EU Pay Transparency Directive requirements: obligations, employee rights, and how to comply
DIRECTIVE 2023/970
UPDATED MARCH 2026
Every obligation the directive creates, explained in full. This page covers what you must disclose in job postings, how to respond to employee pay information requests, what triggers a joint pay assessment, and how enforcement works.
until the law takes effect
and the first reports are due
Update note: This article was updated on March 12, 2026, with a revised introduction, links to our EU Pay Transparency Directive resource center, and updated guidance on integrating performance management with pay transparency compliance.

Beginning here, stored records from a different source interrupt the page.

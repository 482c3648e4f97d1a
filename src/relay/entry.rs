//! Producer and viewer session types
//!
//! This module defines the per-device state stored in the relay and the
//! handles given to the connection tasks that own each session.

use std::collections::HashMap;
use std::sync::atomic::{AtomicUsize, Ordering};
use std::sync::Arc;

use serde::Serialize;
use tokio::sync::{mpsc, oneshot};

use super::event::RelayEvent;
use crate::devices::DeviceId;
use crate::stats::ProducerStats;

/// The live producer attached to a device
pub(super) struct ProducerSession {
    /// Owning connection's session ID
    pub session_id: u64,

    /// Inbound frame counters
    pub stats: ProducerStats,

    /// Fired (or dropped) when this session stops being the producer
    supersede: Option<oneshot::Sender<()>>,
}

impl ProducerSession {
    /// Create a session and the lease handed to its connection
    pub(super) fn new(device_id: DeviceId, session_id: u64) -> (Self, ProducerLease) {
        let (tx, rx) = oneshot::channel();

        let session = Self {
            session_id,
            stats: ProducerStats::new(),
            supersede: Some(tx),
        };
        let lease = ProducerLease {
            device_id,
            session_id,
            released: rx,
        };

        (session, lease)
    }

    /// Tell the owning connection it has been replaced
    pub(super) fn supersede(mut self) {
        if let Some(tx) = self.supersede.take() {
            let _ = tx.send(());
        }
    }
}

/// Handle held by a producer connection for as long as it owns the feed
pub struct ProducerLease {
    device_id: DeviceId,
    session_id: u64,
    released: oneshot::Receiver<()>,
}

impl ProducerLease {
    pub fn device_id(&self) -> &DeviceId {
        &self.device_id
    }

    pub fn session_id(&self) -> u64 {
        self.session_id
    }

    /// Resolves once this session is no longer the device's producer
    ///
    /// Happens when another producer replaces it, or when its session is
    /// removed from the relay. Must not be awaited again after it resolves.
    pub async fn superseded(&mut self) {
        let _ = (&mut self.released).await;
    }
}

/// Outcome of offering one event to a set of viewers
#[derive(Debug, Clone, Copy, Default, PartialEq, Eq)]
pub struct Delivery {
    /// Viewers that accepted the event
    pub delivered: usize,
    /// Viewers with a full frame buffer; they miss this frame
    pub full: usize,
    /// Viewers whose connection already closed
    pub closed: usize,
}

/// Sending half of one viewer's queue
///
/// The queue itself is unbounded so presence events always get in. Frames
/// are limited separately: at most `frame_limit` may be waiting at once.
pub(super) struct ViewerHandle {
    tx: mpsc::UnboundedSender<RelayEvent>,
    queued_frames: Arc<AtomicUsize>,
    frame_limit: usize,
}

impl ViewerHandle {
    /// Create a viewer queue holding at most `frame_limit` pending frames
    pub(super) fn channel(
        device_id: DeviceId,
        session_id: u64,
        frame_limit: usize,
    ) -> (Self, Subscription) {
        let (tx, rx) = mpsc::unbounded_channel();
        let queued_frames = Arc::new(AtomicUsize::new(0));

        let handle = Self {
            tx,
            queued_frames: queued_frames.clone(),
            frame_limit: frame_limit.max(1),
        };
        let subscription = Subscription {
            device_id,
            session_id,
            rx,
            queued_frames,
        };

        (handle, subscription)
    }

    /// Queue a presence event; only fails if the viewer is gone
    pub(super) fn notify(&self, event: RelayEvent) -> bool {
        self.tx.send(event).is_ok()
    }

    fn offer(&self, event: &RelayEvent, delivery: &mut Delivery) {
        if self.tx.is_closed() {
            delivery.closed += 1;
            return;
        }

        if event.is_frame() {
            let queued = self.queued_frames.fetch_add(1, Ordering::AcqRel);
            if queued >= self.frame_limit {
                self.queued_frames.fetch_sub(1, Ordering::AcqRel);
                delivery.full += 1;
                return;
            }
        }

        match self.tx.send(event.clone()) {
            Ok(()) => delivery.delivered += 1,
            Err(_) => {
                if event.is_frame() {
                    self.queued_frames.fetch_sub(1, Ordering::AcqRel);
                }
                delivery.closed += 1;
            }
        }
    }
}

/// Viewer connections watching one device
#[derive(Default)]
pub(super) struct ViewerSet {
    members: HashMap<u64, ViewerHandle>,
}

impl ViewerSet {
    pub(super) fn insert(&mut self, session_id: u64, handle: ViewerHandle) {
        self.members.insert(session_id, handle);
    }

    pub(super) fn remove(&mut self, session_id: u64) -> bool {
        self.members.remove(&session_id).is_some()
    }

    pub(super) fn len(&self) -> usize {
        self.members.len()
    }

    pub(super) fn is_empty(&self) -> bool {
        self.members.is_empty()
    }

    /// Offer an event to every member without waiting
    ///
    /// Frames are dropped for members whose frame buffer is full; presence
    /// events are always queued. Closed members are skipped but left in the
    /// set; their connection task removes them when it unsubscribes.
    pub(super) fn fan_out(&self, event: &RelayEvent) -> Delivery {
        let mut delivery = Delivery::default();

        for handle in self.members.values() {
            handle.offer(event, &mut delivery);
        }

        delivery
    }
}

/// A viewer's receiving end
pub struct Subscription {
    device_id: DeviceId,
    session_id: u64,
    rx: mpsc::UnboundedReceiver<RelayEvent>,
    queued_frames: Arc<AtomicUsize>,
}

impl Subscription {
    pub fn device_id(&self) -> &DeviceId {
        &self.device_id
    }

    pub fn session_id(&self) -> u64 {
        self.session_id
    }

    /// Wait for the next event
    ///
    /// Returns `None` once the relay has dropped this viewer.
    pub async fn recv(&mut self) -> Option<RelayEvent> {
        let event = self.rx.recv().await?;
        Some(self.release(event))
    }

    /// Take the next event if one is already queued
    pub fn try_recv(&mut self) -> Option<RelayEvent> {
        let event = self.rx.try_recv().ok()?;
        Some(self.release(event))
    }

    fn release(&self, event: RelayEvent) -> RelayEvent {
        if event.is_frame() {
            self.queued_frames.fetch_sub(1, Ordering::AcqRel);
        }
        event
    }
}

/// Stream status for one device
#[derive(Debug, Clone, PartialEq, Eq, Serialize)]
#[serde(rename_all = "camelCase")]
pub struct StreamStatus {
    pub device_id: DeviceId,
    /// Whether a producer is attached
    pub streaming: bool,
    /// Number of open viewer connections
    pub viewers: usize,
}
#[cfg(test)]
mod tests {
    use tokio_test::{assert_err, assert_ok};

    use super::*;

    fn device(id: &str) -> DeviceId {
        DeviceId::new(id)
    }

    fn drain(sub: &mut Subscription) -> Vec<RelayEvent> {
        std::iter::from_fn(|| sub.try_recv()).collect()
    }

    #[tokio::test]
    async fn test_register_producer() {
        let relay = StreamRelay::new();
        let d = device("d1");

        assert_ok!(relay.register_producer(&d, 1).await);
        assert!(relay.is_streaming(&d).await);

        // Can't register another producer
        let result = relay.register_producer(&d, 2).await;
        assert_eq!(
            result.err(),
            Some(RelayError::ProducerAlreadyActive(d.clone()))
        );
    }

    #[tokio::test]
    async fn test_subscribe_before_producer_gets_no_online() {
        let relay = StreamRelay::new();
        let d = device("d1");

        let mut viewer = relay.subscribe(&d, 10).await;
        assert!(drain(&mut viewer).is_empty());

        let status = relay.status(&d).await;
        assert!(!status.streaming);
        assert_eq!(status.viewers, 1);
    }

    #[tokio::test]
    async fn test_subscribe_after_producer_gets_one_online() {
        let relay = StreamRelay::new();
        let d = device("d1");

        let mut early = relay.subscribe(&d, 10).await;
        let _lease = relay.register_producer(&d, 1).await.unwrap();
        let _ = drain(&mut early);

        let mut late = relay.subscribe(&d, 11).await;

        assert_eq!(drain(&mut late), vec![RelayEvent::stream_online(d.clone())]);
        // Existing viewer is not told again
        assert!(drain(&mut early).is_empty());
    }

    #[tokio::test]
    async fn test_producer_attach_announces_to_waiting_viewers() {
        let relay = StreamRelay::new();
        let d = device("d1");

        let mut viewer = relay.subscribe(&d, 10).await;
        let _lease = relay.register_producer(&d, 1).await.unwrap();

        assert_eq!(drain(&mut viewer), vec![RelayEvent::stream_online(d.clone())]);
    }

    #[tokio::test]
    async fn test_frame_fan_out_is_per_device() {
        let relay = StreamRelay::new();
        let d1 = device("d1");
        let d2 = device("d2");

        let mut a = relay.subscribe(&d1, 10).await;
        let mut b = relay.subscribe(&d1, 11).await;
        let mut other = relay.subscribe(&d2, 12).await;
        let _lease = relay.register_producer(&d1, 1).await.unwrap();
        let _ = (drain(&mut a), drain(&mut b));

        let delivered = relay
            .publish_frame(&d1, 1, FramePayload::text("jpeg-bytes"))
            .await
            .unwrap();
        assert_eq!(delivered, 2);

        for viewer in [&mut a, &mut b] {
            let events = drain(viewer);
            assert_eq!(events.len(), 1);
            match &events[0] {
                RelayEvent::Frame {
                    device_id, frame, ..
                } => {
                    assert_eq!(device_id, &d1);
                    assert_eq!(frame, &FramePayload::text("jpeg-bytes"));
                }
                unexpected => panic!("expected frame, got {:?}", unexpected),
            }
        }
        assert!(drain(&mut other).is_empty());
    }

    #[tokio::test]
    async fn test_frames_arrive_in_order() {
        let relay = StreamRelay::new();
        let d = device("d1");
        let mut viewer = relay.subscribe(&d, 10).await;
        let _lease = relay.register_producer(&d, 1).await.unwrap();
        let _ = drain(&mut viewer);

        for i in 0..20 {
            relay
                .publish_frame(&d, 1, FramePayload::text(format!("f{}", i)))
                .await
                .unwrap();
        }

        let frames: Vec<FramePayload> = drain(&mut viewer)
            .into_iter()
            .filter_map(|e| match e {
                RelayEvent::Frame { frame, .. } => Some(frame),
                _ => None,
            })
            .collect();
        let expected: Vec<FramePayload> =
            (0..20).map(|i| FramePayload::text(format!("f{}", i))).collect();
        assert_eq!(frames, expected);
    }

    #[tokio::test]
    async fn test_producer_disconnect_sends_offline_once() {
        let relay = StreamRelay::new();
        let d = device("d1");

        let _lease = relay.register_producer(&d, 1).await.unwrap();
        let mut a = relay.subscribe(&d, 10).await;
        let mut b = relay.subscribe(&d, 11).await;
        let _ = (drain(&mut a), drain(&mut b));

        assert!(relay.unregister_producer(&d, 1).await);

        for viewer in [&mut a, &mut b] {
            assert_eq!(drain(viewer), vec![RelayEvent::stream_offline(d.clone())]);
        }

        let status = relay.status(&d).await;
        assert!(!status.streaming);
        // Viewers stay subscribed
        assert_eq!(status.viewers, 2);
    }

    #[tokio::test]
    async fn test_unregister_mismatch_is_ignored() {
        let relay = StreamRelay::new();
        let d = device("d1");

        let _lease = relay.register_producer(&d, 1).await.unwrap();
        assert!(!relay.unregister_producer(&d, 99).await);
        assert!(relay.is_streaming(&d).await);

        assert!(!relay.unregister_producer(&device("nobody"), 1).await);
    }

    #[tokio::test]
    async fn test_viewer_count_tracks_connections() {
        let relay = StreamRelay::new();
        let d = device("d1");

        for (i, session_id) in (10..15).enumerate() {
            relay.subscribe(&d, session_id).await;
            assert_eq!(relay.status(&d).await.viewers, i + 1);
        }

        for (i, session_id) in (10..15).enumerate() {
            assert!(relay.unsubscribe(&d, session_id).await);
            assert_eq!(relay.status(&d).await.viewers, 4 - i);
        }

        // Empty set is removed entirely
        assert!(!relay.unsubscribe(&d, 10).await);
        assert_eq!(relay.stats().await.active_viewers, 0);
    }

    #[tokio::test]
    async fn test_producer_reconnect_keeps_viewers() {
        let relay = StreamRelay::new();
        let d = device("d1");

        let _first = relay.register_producer(&d, 1).await.unwrap();
        let mut viewer = relay.subscribe(&d, 10).await;
        relay.unregister_producer(&d, 1).await;

        let _second = relay.register_producer(&d, 2).await.unwrap();

        assert_eq!(
            drain(&mut viewer),
            vec![
                RelayEvent::stream_online(d.clone()),
                RelayEvent::stream_offline(d.clone()),
                RelayEvent::stream_online(d.clone()),
            ]
        );
        let status = relay.status(&d).await;
        assert!(status.streaming);
        assert_eq!(status.viewers, 1);
    }

    #[tokio::test]
    async fn test_replace_policy_supersedes_first_producer() {
        let config = RelayConfig::default().producer_policy(ProducerPolicy::Replace);
        let relay = StreamRelay::with_config(config);
        let d = device("d1");

        let mut first = relay.register_producer(&d, 1).await.unwrap();
        let mut viewer = relay.subscribe(&d, 10).await;
        let _ = drain(&mut viewer);

        let second = relay.register_producer(&d, 2).await.unwrap();
        assert_eq!(second.session_id(), 2);

        // The first lease resolves immediately
        tokio::time::timeout(std::time::Duration::from_secs(1), first.superseded())
            .await
            .expect("first producer should be superseded");

        // Presence did not change, so viewers hear nothing
        assert!(drain(&mut viewer).is_empty());

        // The old session can neither publish nor tear down the new one
        assert_err!(relay.publish_frame(&d, 1, FramePayload::text("stale")).await);
        assert!(!relay.unregister_producer(&d, 1).await);
        assert!(relay.is_streaming(&d).await);

        assert_ok!(relay.publish_frame(&d, 2, FramePayload::text("fresh")).await);
    }

    #[tokio::test]
    async fn test_publish_without_producer_is_refused() {
        let relay = StreamRelay::new();
        let d = device("d1");

        let result = relay.publish_frame(&d, 1, FramePayload::text("x")).await;
        assert_eq!(
            result,
            Err(RelayError::ProducerMismatch {
                device: d.clone(),
                session_id: 1
            })
        );
    }

    #[tokio::test]
    async fn test_full_viewer_misses_frames() {
        let relay = StreamRelay::with_config(RelayConfig::default().viewer_buffer(2));
        let d = device("d1");

        let _lease = relay.register_producer(&d, 1).await.unwrap();
        let mut slow = relay.subscribe(&d, 10).await;
        let _ = drain(&mut slow);

        let mut delivered = Vec::new();
        for i in 0..4 {
            delivered.push(
                relay
                    .publish_frame(&d, 1, FramePayload::text(format!("f{}", i)))
                    .await
                    .unwrap(),
            );
        }
        assert_eq!(delivered, vec![1, 1, 0, 0]);
        assert_eq!(drain(&mut slow).len(), 2);

        let stats = relay.stats().await;
        assert_eq!(stats.frames_relayed, 4);
        assert_eq!(stats.deliveries, 2);
        assert_eq!(stats.dropped_deliveries, 2);
    }

    #[tokio::test]
    async fn test_closed_viewer_is_skipped_not_pruned() {
        let relay = StreamRelay::new();
        let d = device("d1");

        let _lease = relay.register_producer(&d, 1).await.unwrap();
        let gone = relay.subscribe(&d, 10).await;
        let mut alive = relay.subscribe(&d, 11).await;
        drop(gone);
        let _ = drain(&mut alive);

        let delivered = relay
            .publish_frame(&d, 1, FramePayload::text("x"))
            .await
            .unwrap();
        assert_eq!(delivered, 1);
        assert_eq!(relay.status(&d).await.viewers, 2);

        let stats = relay.stats().await;
        assert_eq!(stats.deliveries, 1);
        assert_eq!(stats.closed_deliveries, 1);
        assert_eq!(stats.dropped_deliveries, 0);
    }

    #[tokio::test]
    async fn test_full_viewer_still_gets_offline() {
        let relay = StreamRelay::with_config(RelayConfig::default().viewer_buffer(2));
        let d = device("d1");

        let mut slow = relay.subscribe(&d, 10).await;
        let _lease = relay.register_producer(&d, 1).await.unwrap();
        for i in 0..3 {
            relay
                .publish_frame(&d, 1, FramePayload::text(format!("f{}", i)))
                .await
                .unwrap();
        }
        assert!(relay.unregister_producer(&d, 1).await);

        let kinds: Vec<&str> = drain(&mut slow).iter().map(RelayEvent::kind).collect();
        assert_eq!(kinds, ["stream_online", "frame", "frame", "stream_offline"]);
    }

    #[tokio::test]
    async fn test_frame_buffer_frees_as_viewer_reads() {
        let relay = StreamRelay::with_config(RelayConfig::default().viewer_buffer(1));
        let d = device("d1");

        let _lease = relay.register_producer(&d, 1).await.unwrap();
        let mut viewer = relay.subscribe(&d, 10).await;

        assert_eq!(relay.publish_frame(&d, 1, FramePayload::text("a")).await, Ok(1));
        assert_eq!(relay.publish_frame(&d, 1, FramePayload::text("b")).await, Ok(0));

        // Presence event queued at subscribe does not count against the buffer
        assert_eq!(viewer.try_recv(), Some(RelayEvent::stream_online(d.clone())));
        assert!(matches!(viewer.try_recv(), Some(RelayEvent::Frame { .. })));

        assert_eq!(relay.publish_frame(&d, 1, FramePayload::text("c")).await, Ok(1));
    }

    #[tokio::test]
    async fn test_streaming_devices_and_stats() {
        let relay = StreamRelay::new();
        let _a = relay.register_producer(&device("a"), 1).await.unwrap();
        let _b = relay.register_producer(&device("b"), 2).await.unwrap();
        relay.subscribe(&device("a"), 10).await;

        let live = relay.streaming_devices().await;
        assert_eq!(live.len(), 2);
        assert!(live.contains(&device("a")));

        let stats = relay.stats().await;
        assert_eq!(stats.active_producers, 2);
        assert_eq!(stats.active_viewers, 1);
        assert_eq!(stats.total_producer_sessions, 2);
        assert_eq!(stats.total_viewer_sessions, 1);
    }
}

The EU Pay Transparency Directive (2023/970) creates specific obligations for every employer operating in the EU. Starting 7 June 2026, you must disclose salary ranges in job postings, respond to employee pay information requests, and report gender pay gap data on a regular cycle if your company has 100 or more employees.
This article breaks down each requirement: what you must do before hiring, what changes during employment, when reporting kicks in, and what triggers a joint pay assessment. It also covers employee rights, internal communication, and answers to the most common questions from HR and compliance teams.
This guide is part of Mirro's EU Pay Transparency Directive resource center, where you'll find compliance timelines, preparation checklists, and guidance for every stage of implementation.
What is the EU pay transparency directive?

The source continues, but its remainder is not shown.